Where a line in the material beneath contains "next", count it. Give the number only.

————————

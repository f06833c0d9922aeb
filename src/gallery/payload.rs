//! Self-contained `data:` URIs for artifact payloads

use crate::error::{BoothError, BoothResult};
use base64::engine::general_purpose::STANDARD;
use base64::Engine;

pub fn encode_data_uri(mime: &str, bytes: &[u8]) -> String {
    format!("data:{};base64,{}", mime, STANDARD.encode(bytes))
}

/// MIME type of a data URI, without parameters (`video/webm;codecs=vp9` -> `video/webm`)
pub fn mime_of(uri: &str) -> Option<&str> {
    let header = uri.strip_prefix("data:")?.split(',').next()?;
    let mime = header.split(';').next()?.trim();
    (!mime.is_empty()).then_some(mime)
}

/// Split a data URI into its full media type and decoded bytes
pub fn decode_data_uri(uri: &str) -> BoothResult<(String, Vec<u8>)> {
    let rest = uri
        .strip_prefix("data:")
        .ok_or_else(|| BoothError::invalid_payload("missing 'data:' prefix"))?;
    let (header, data) = rest
        .split_once(',')
        .ok_or_else(|| BoothError::invalid_payload("missing ',' separator"))?;

    let Some(media_type) = header.strip_suffix(";base64") else {
        return Err(BoothError::invalid_payload(
            "only base64 data URIs are supported",
        ));
    };

    let bytes = STANDARD
        .decode(data)
        .map_err(|e| BoothError::invalid_payload(format!("bad base64 data: {e}")))?;

    Ok((media_type.to_string(), bytes))
}

/// File extension for a MIME type
pub fn extension_for(mime: &str) -> &'static str {
    match mime.split(';').next().unwrap_or(mime).trim() {
        "image/png" => "png",
        "image/jpeg" => "jpg",
        "image/gif" => "gif",
        "image/webp" => "webp",
        "video/webm" => "webm",
        "video/mp4" => "mp4",
        _ => "bin",
    }
}
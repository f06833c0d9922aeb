pub type BoothResult<T> = Result<T, BoothError>;

/// Errors surfaced to the user. None of them end the session; the user can
/// retry the action that triggered them.
#[derive(thiserror::Error, Debug)]
pub enum BoothError {
    /// Permission denied or no such device
    #[error("camera unavailable: {0}")]
    CameraUnavailable(String),

    /// No recordable encoding is supported by any backend
    #[error("no supported recording format (tried: {0})")]
    UnsupportedFormat(String),

    /// Save or record attempted before any frame exists
    #[error("nothing captured yet: {0}")]
    EmptyCapture(String),

    #[error("unknown filter '{0}'")]
    UnknownFilter(String),

    #[error("storage error: {0}")]
    Storage(String),

    #[error("encoding error: {0}")]
    Encode(String),

    #[error("invalid artifact payload: {0}")]
    InvalidPayload(String),

    #[error(transparent)]
    Other(#[from] anyhow::Error),
}

impl BoothError {
    pub fn camera_unavailable(msg: impl Into<String>) -> Self {
        Self::CameraUnavailable(msg.into())
    }

    pub fn empty_capture(msg: impl Into<String>) -> Self {
        Self::EmptyCapture(msg.into())
    }

    pub fn storage(msg: impl Into<String>) -> Self {
        Self::Storage(msg.into())
    }

    pub fn encode(msg: impl Into<String>) -> Self {
        Self::Encode(msg.into())
    }

    pub fn invalid_payload(msg: impl Into<String>) -> Self {
        Self::InvalidPayload(msg.into())
    }
}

————————

__Answer to this problem__.
3